Lorsque le vieux fort du 19ème siècle, rasé en une nuit sur le littoral de Rabat, (là  encore l’absence d’une loi du littoral faisant défaut), en échange de  promesses d’un Eden atlantique utopiques avec vue imprenable et golfs dix-huit trous que l’on sait mort-nés pour insuffisance d’eau et de protection de la nature,  nous endormant par des slogans éculés qui ne font vibrer que ceux qui les commandent…
Ou qu’un  immeuble art déco menace de s’effondrer sur le boulevard de Casablanca …qu’une école à Oujda disparaisse de la même manière…Que cathédrales, salles de cinéma, de théâtre, immeubles coloniaux, écoles début du siècle,  se fassent  peau neuve, privant la ville de sa  mémoire, rendant nos villes tristes et nostalgiques…que les Abattoirs de Casablanca soient sauvés in extremis par les militants du patrimoine de l’Association Casa Mémoire …que l’Hôpital militaire  de Rabat…A propos, le citoyen lambda sait-il que  Moulay Sliman  a fait  bâtir, peut-être en 1870, pour les vacances ce Dar El Bhar ou la maison de la mer, et là il venait contempler l’horizon ? Et là aussi, son fils, Moulay Abdel Aziz, reçut le commandant de la division d’Oran, un certain maréchal Lyautey. Ou ce beau bâtiment que les Français allaient baptiser du nom de Marie-Feuillet, la  jeune infirmière morte du typhus qui a fait avancer la formation des infirmières dans toute l’Afrique du Nord… ?  Ce même citoyen n’est-il pas resté perplexe et silencieux le jour où Emmar liquida en un clin d’œil, le fort Dar El Bhar de Moulay Hafed, pour  y installer…quoi au juste ?

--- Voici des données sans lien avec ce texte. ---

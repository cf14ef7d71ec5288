//! Sentence translator widget state.
//!
//! Generation runs `Idle → Loading → {Ready, Error}` and speech runs
//! `SpeechIdle → Speaking → SpeechIdle`. Both flags are checked and set while
//! the state lock is held, so a second trigger during a request is rejected.
//! Speaking lasts until playback has finished or failed.

use log::*;
use rand::{seq::SliceRandom, Rng};
use std::fmt::Display;

pub const SENTENCES: [&str; 10] = [
    "What's your favorite food?",
    "I enjoy watching movies.",
    "Where are you going?",
    "The book is on the table.",
    "I need to study harder.",
    "Can you help me?",
    "This coffee tastes good.",
    "I like traveling.",
    "What time is it now?",
    "See you tomorrow!",
];

pub const TRANSLATION_ERROR: &str = "번역 중 오류가 발생했습니다. 다시 시도해주세요.";
pub const SPEECH_ERROR: &str = "음성 변환 중 오류가 발생했습니다.";

/// Defines a sentence pair shown for study.
///
#[derive(Clone, Debug, PartialEq, Eq)]
pub struct TranslationResult {
    pub english: String,
    pub korean: String,
}

/// Specifying the generation phases.
///
#[derive(Debug, PartialEq, Eq, Clone, Copy)]
pub enum Phase {
    Idle,
    Loading,
    Ready,
    Error,
}

/// Houses the current sentence pair and request flags.
///
#[derive(Default)]
pub struct Translator {
    current: Option<TranslationResult>,
    loading: bool,
    speaking: bool,
    error: Option<String>,
}

impl Translator {
    /// Enter Loading and pick the sentence to translate, or return `None` if a
    /// generation is already in flight.
    ///
    pub fn begin_generation<R: Rng + ?Sized>(&mut self, rng: &mut R) -> Option<&'static str> {
        if self.loading {
            debug!("Ignoring generate request while loading");
            return None;
        }
        self.loading = true;
        self.error = None;
        SENTENCES.choose(rng).copied()
    }

    /// Store the outcome of a generation and leave Loading.
    ///
    pub fn finish_generation<E: Display>(&mut self, english: &str, result: Result<String, E>) {
        match result {
            Ok(korean) => {
                self.current = Some(TranslationResult {
                    english: english.to_owned(),
                    korean,
                });
                self.error = None;
            }
            Err(e) => {
                error!("Translation error: {}", e);
                self.error = Some(TRANSLATION_ERROR.to_string());
            }
        }
        self.loading = false;
    }

    /// Enter Speaking and return the English sentence, or `None` if playback
    /// is already in flight or nothing has been generated yet.
    ///
    pub fn begin_speaking(&mut self) -> Option<String> {
        if self.speaking {
            debug!("Ignoring speak request while speaking");
            return None;
        }
        let english = self.current.as_ref()?.english.to_owned();
        self.speaking = true;
        Some(english)
    }

    /// Leave Speaking, recording a failure if there was one.
    ///
    pub fn finish_speaking<E: Display>(&mut self, result: Result<(), E>) {
        if let Err(e) = result {
            error!("Speech error: {}", e);
            self.error = Some(SPEECH_ERROR.to_string());
        }
        self.speaking = false;
    }

    pub fn phase(&self) -> Phase {
        if self.loading {
            Phase::Loading
        } else if self.error.is_some() {
            Phase::Error
        } else if self.current.is_some() {
            Phase::Ready
        } else {
            Phase::Idle
        }
    }

    pub fn current(&self) -> Option<&TranslationResult> {
        self.current.as_ref()
    }

    pub fn error(&self) -> Option<&str> {
        self.error.as_deref()
    }

    pub fn is_loading(&self) -> bool {
        self.loading
    }

    pub fn is_speaking(&self) -> bool {
        self.speaking
    }
}
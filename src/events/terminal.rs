use crate::state::{Focus, State};
use anyhow::Result;
use crossterm::{
    event,
    event::{Event as CrosstermEvent, KeyCode, KeyEvent, KeyEventKind, KeyModifiers},
};
use log::*;
use std::{sync::mpsc, thread, time::Duration};

/// Specify terminal event poll rate in milliseconds.
///
const TICK_RATE_IN_MS: u64 = 100;

/// Specify different terminal event types.
///
#[derive(Debug)]
pub enum Event<I> {
    Input(I),
    Tick,
}

/// Specify struct for managing terminal events channel.
///
pub struct Handler {
    rx: mpsc::Receiver<Event<KeyEvent>>,
}

impl Handler {
    /// Return new instance after spawning new input polling thread.
    ///
    pub fn new() -> Self {
        let (tx, rx) = mpsc::channel();
        thread::spawn(move || loop {
            let tick_rate = Duration::from_millis(TICK_RATE_IN_MS);
            match event::poll(tick_rate) {
                Ok(true) => match event::read() {
                    Ok(CrosstermEvent::Key(key)) if key.kind == KeyEventKind::Press => {
                        if tx.send(Event::Input(key)).is_err() {
                            break;
                        }
                    }
                    Ok(_) => (),
                    Err(e) => error!("Failed to read terminal event: {}", e),
                },
                Ok(false) => (),
                Err(e) => {
                    error!("Failed to poll terminal events: {}", e);
                    break;
                }
            }
            if tx.send(Event::Tick).is_err() {
                break;
            }
        });
        Handler { rx }
    }

    /// Block until the next terminal event arrives.
    ///
    pub fn next(&self) -> Result<Event<KeyEvent>> {
        Ok(self.rx.recv()?)
    }
}

/// Apply a terminal event to state. Returns false if exit was requested.
///
pub fn handle(event: Event<KeyEvent>, state: &mut State) -> bool {
    match event {
        Event::Tick => {
            state.advance_spinner_index();
            true
        }
        Event::Input(key) => handle_key(key, state),
    }
}

fn handle_key(key: KeyEvent, state: &mut State) -> bool {
    if key.code == KeyCode::Char('c') && key.modifiers.contains(KeyModifiers::CONTROL) {
        debug!("Processing exit terminal event '{:?}'...", key);
        return false;
    }

    // Text entry swallows every other key until it is left.
    if state.focus() == Focus::Todo && state.todo().is_input_mode() {
        let todo = state.todo_mut();
        match key.code {
            KeyCode::Enter => {
                todo.submit_input();
            }
            KeyCode::Esc => todo.leave_input_mode(),
            KeyCode::Backspace => todo.pop_input(),
            KeyCode::Char(c) => todo.push_input(c),
            _ => (),
        }
        return true;
    }

    match key.code {
        KeyCode::Char('q') => return false,
        KeyCode::Tab => state.focus_next(),
        KeyCode::BackTab => state.focus_previous(),
        _ => match state.focus() {
            Focus::Todo => handle_todo_key(key.code, state),
            Focus::Translator => handle_translator_key(key.code, state),
            Focus::Weather => handle_weather_key(key.code, state),
        },
    }
    true
}

fn handle_todo_key(code: KeyCode, state: &mut State) {
    let todo = state.todo_mut();
    match code {
        KeyCode::Char('a') | KeyCode::Char('i') => todo.enter_input_mode(),
        KeyCode::Char('j') | KeyCode::Down => todo.select_next(),
        KeyCode::Char('k') | KeyCode::Up => todo.select_previous(),
        KeyCode::Char(' ') | KeyCode::Char('x') | KeyCode::Enter => {
            todo.toggle_selected();
        }
        KeyCode::Char('d') | KeyCode::Delete => {
            todo.delete_selected();
        }
        KeyCode::Char('f') => todo.cycle_filter(),
        _ => (),
    }
}

fn handle_translator_key(code: KeyCode, state: &mut State) {
    match code {
        KeyCode::Char('g') | KeyCode::Enter => {
            state.generate_sentence();
        }
        KeyCode::Char('s') => {
            state.speak_sentence();
        }
        _ => (),
    }
}

fn handle_weather_key(code: KeyCode, state: &mut State) {
    if let KeyCode::Char('r') = code {
        state.refresh_weather();
    }
}
//! User interface module.
//!
//! This module handles all UI rendering using the `ratatui` library:
//! - Screen layout
//! - One render function per widget plus the log panel and footer
//! - Reusable pieces (spinner, styling)

type Frame<'a> = ratatui::Frame<'a>;

mod render;
mod widgets;

pub const SPINNER_FRAME_COUNT: usize = widgets::spinner::FRAMES.len();

pub use render::render;
//! Timetable grouping
//!
//! Schedules are bucketed by teaching day, then by a semester label derived
//! from the course code (`CSE2202` is taught in the 2nd year, 2nd semester).

use std::collections::BTreeMap;
use crate::models::{Schedule, SchoolDay};

/// Label for schedules whose course is missing or whose code cannot be read
pub const UNKNOWN_SEMESTER: &str = "Unknown";

/// Day → semester label → schedules, in display order
pub type WeeklySchedule = BTreeMap<SchoolDay, BTreeMap<String, Vec<Schedule>>>;

fn ordinal(n: u32) -> String {
    match n {
        1 => "1st".to_string(),
        2 => "2nd".to_string(),
        3 => "3rd".to_string(),
        n => format!("{}th", n),
    }
}

/// Derive "Nth Year Mth Semester" from the 4th and 5th characters of a course code
pub fn semester_label(course_code: &str) -> String {
    let mut digits = course_code.trim().chars().skip(3);
    let year = digits.next().and_then(|c| c.to_digit(10));
    let semester = digits.next().and_then(|c| c.to_digit(10));

    match (year, semester) {
        (Some(year), Some(semester @ 1..=2)) if year >= 1 => {
            format!("{} Year {} Semester", ordinal(year), ordinal(semester))
        }
        _ => UNKNOWN_SEMESTER.to_string(),
    }
}

/// Semester label for a schedule, falling back to [`UNKNOWN_SEMESTER`]
pub fn schedule_semester(schedule: &Schedule) -> String {
    schedule
        .course_code()
        .map(semester_label)
        .unwrap_or_else(|| UNKNOWN_SEMESTER.to_string())
}

/// Group schedules by weekday and semester.
///
/// All five teaching days are present in the result, possibly empty.
/// Labels sort lexically within a day; schedules keep their input order
/// within a label.
pub fn group_schedules_by_day_and_semester(schedules: &[Schedule]) -> WeeklySchedule {
    let mut grouped: WeeklySchedule = SchoolDay::ALL
        .iter()
        .map(|day| (*day, BTreeMap::new()))
        .collect();

    for schedule in schedules {
        grouped
            .entry(schedule.day_of_week)
            .or_default()
            .entry(schedule_semester(schedule))
            .or_insert_with(Vec::new)
            .push(schedule.clone());
    }

    grouped
}

/// Number of schedules across every bucket
pub fn total_scheduled(grouped: &WeeklySchedule) -> usize {
    grouped
        .values()
        .flat_map(|semesters| semesters.values())
        .map(Vec::len)
        .sum()
}

/// Distinct course codes taught to a session, in first-seen order
pub fn course_codes_for_session(schedules: &[Schedule], session: &str) -> Vec<String> {
    let mut codes: Vec<String> = Vec::new();
    for code in schedules
        .iter()
        .filter(|s| s.session == session)
        .filter_map(Schedule::course_code)
    {
        if !codes.iter().any(|c| c == code) {
            codes.push(code.to_string());
        }
    }
    codes
}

Engager une approche culture
Aujourd’hui, les politiques culturelles sont des  éléments de la compétitivité des territoires et de leur cohésion sociale. Elles sont fondatrices d’entités régionales. L’Union européenne, le Maghreb arabe ou l’Union pour la Méditerranée reposent sur les politiques culturelles. Celles-ci pour être efficaces, doivent  être prises en charge au niveau régional, voire local.  Ce sont des politiques de cohésion, qui doivent s’intégrer dans les politiques de développement  urbain ou rural.
Elles favorisent l’émergence et la consolidation des industries culturelles, grands enjeux économiques, ou les restaurations, grands enjeux touristiques. Le volume des exportations des biens culturels a triplé ces vingt dernières années. Selon l’Unesco, les exportations des biens culturels pèsent aujourd’hui 123 milliards de dollars et participent pour une part importante au PIB des pays exportateurs, générant des centaines de milliers d’emplois dans les secteurs de l’audiovisuel, le show business, l’édition et le tourisme.
Renforcer l’exception culturelle
Depuis les accords du Gatt, deux groupes s’affrontent : d’un côté les Etats-Unis d’Amérique et un certain nombre de pays anglo-saxons, Royaume-Uni, Nouvelle Zélande et Australie qui  considèrent que les industries culturelles sont des industries qui doivent de ce fait être soumises aux mêmes lois de l’offre et de la demande.  Pour ce groupe , les aides publiques à la création  artistique et culturelle, s’apparente à du dumping déguisé qui fausse les lois de la libre concurrence.
De l’autre côté, une soixantaine de pays du Nord et du Sud, dont le Maroc,  sont convaincus de la nécessité de protéger la diversité culturelle en soustrayant les biens et services culturels aux lois du libéralisme économique. La France et le Canada savent qu’une libéralisation des marchés culturels, plus particulièrement de l’audiovisuel, serait dommageable pour leurs industries culturelles respectives qui ne résisteraient pas face aux assauts des produits made in USA.
L’exception culturelle est une mesure de précaution face à la mondialisation ; et à la force culturelle de l’américanisme c’est une batterie de mesures et d’actions, de mobilisation et d’impulsion qui doit se prendre aussi au  niveau national.